The Special Education Conflict-Resolution Process
Before you begin, remember: The best offense is a good defense.
You will hear this again and again, but the best way to resolve conflict is to avoid it in the first place by communicating regularly. It is much easier to voice concerns to those involved in your child’s education if you already have a history of open communication and have previously established rapport.
Let’s say that you have been communicating regularly, and you still don’t agree with the other person. It may be time to begin a formal conflict resolution process.
Step One: Request an Informal Parent-Teacher Conference
If you have a concern that you feel is not being properly addressed, meeting face to face is a good way to work on a solution. People are usually much more willing to work collaboratively when they have to look one another in the eye. Face-to-face meetings also eliminate the risk of miscommunication, which is more likely to happen over email or the phone. Come to the meeting with clear intentions and goals. Be willing to listen to one another, and try earnestly to solve the conflict there.

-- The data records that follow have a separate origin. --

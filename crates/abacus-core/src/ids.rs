use std::fmt;
use std::str::FromStr;

/// Identifier of a shared calculator session. Stable for the lifetime of
/// the session; small non-negative integers so they survive round-trips
/// through the decimal wire protocol and the cookie file.
#[derive(Clone, Copy, Debug, Hash, Eq, PartialEq, Ord, PartialOrd)]
pub struct SessionId(u32);

impl SessionId {
    pub fn new(raw: u32) -> Self {
        Self(raw)
    }

    pub fn as_u32(self) -> u32 {
        self.0
    }
}

impl fmt::Display for SessionId {
    fn fmt(&self, f: &mut fmt::Formatter<'_>) -> fmt::Result {
        write!(f, "{}", self.0)
    }
}

#[derive(Debug, thiserror::Error)]
#[error("invalid session id: {0:?}")]
pub struct InvalidSessionId(String);

impl FromStr for SessionId {
    type Err = InvalidSessionId;

    fn from_str(s: &str) -> Result<Self, Self::Err> {
        s.parse::<u32>()
            .map(Self)
            .map_err(|_| InvalidSessionId(s.to_owned()))
    }
}

/// Identifier of one live connection. Unique while the connection is open;
/// never reused within a process run.
#[derive(Clone, Copy, Debug, Hash, Eq, PartialEq)]
pub struct ConnectionId(u64);

impl ConnectionId {
    pub fn new(raw: u64) -> Self {
        Self(raw)
    }

    pub fn as_u64(self) -> u64 {
        self.0
    }
}

impl fmt::Display for ConnectionId {
    fn fmt(&self, f: &mut fmt::Formatter<'_>) -> fmt::Result {
        write!(f, "#{}", self.0)
    }
}

#[cfg(test)]
mod tests {
    use super::*;

    #[test]
    fn session_id_display_and_parse_roundtrip() {
        let id = SessionId::new(42);
        let s = id.to_string();
        assert_eq!(s, "42");
        let parsed: SessionId = s.parse().unwrap();
        assert_eq!(parsed, id);
    }

    #[test]
    fn session_id_rejects_negative_and_garbage() {
        assert!("-1".parse::<SessionId>().is_err());
        assert!("abc".parse::<SessionId>().is_err());
        assert!("".parse::<SessionId>().is_err());
    }

    #[test]
    fn connection_id_display() {
        assert_eq!(ConnectionId::new(7).to_string(), "#7");
    }
}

If you are still dissatisfied with the situation, or you feel that your concerns are still not being addressed, it may be time to request a formal IEP meeting.
Step Two: Request a Formal IEP Meeting
Since the IEP meeting will be more formal and requires a number of attendees, it is important to have an action plan ready to go. An outline listing your concerns and goals for the meeting can useful in helping you organize your thoughts. Also, be clear about ways in which you can compromise. Be able to express what you need, what you want and what are you willing to give. In addition, it may be beneficial to ask that a representative from the district special education administration team be present.
If you would like to see evidence that the IEP team is providing services and/or working on goals, let the appropriate team members know ahead of time so that they can bring work samples, time logs or other pertinent information.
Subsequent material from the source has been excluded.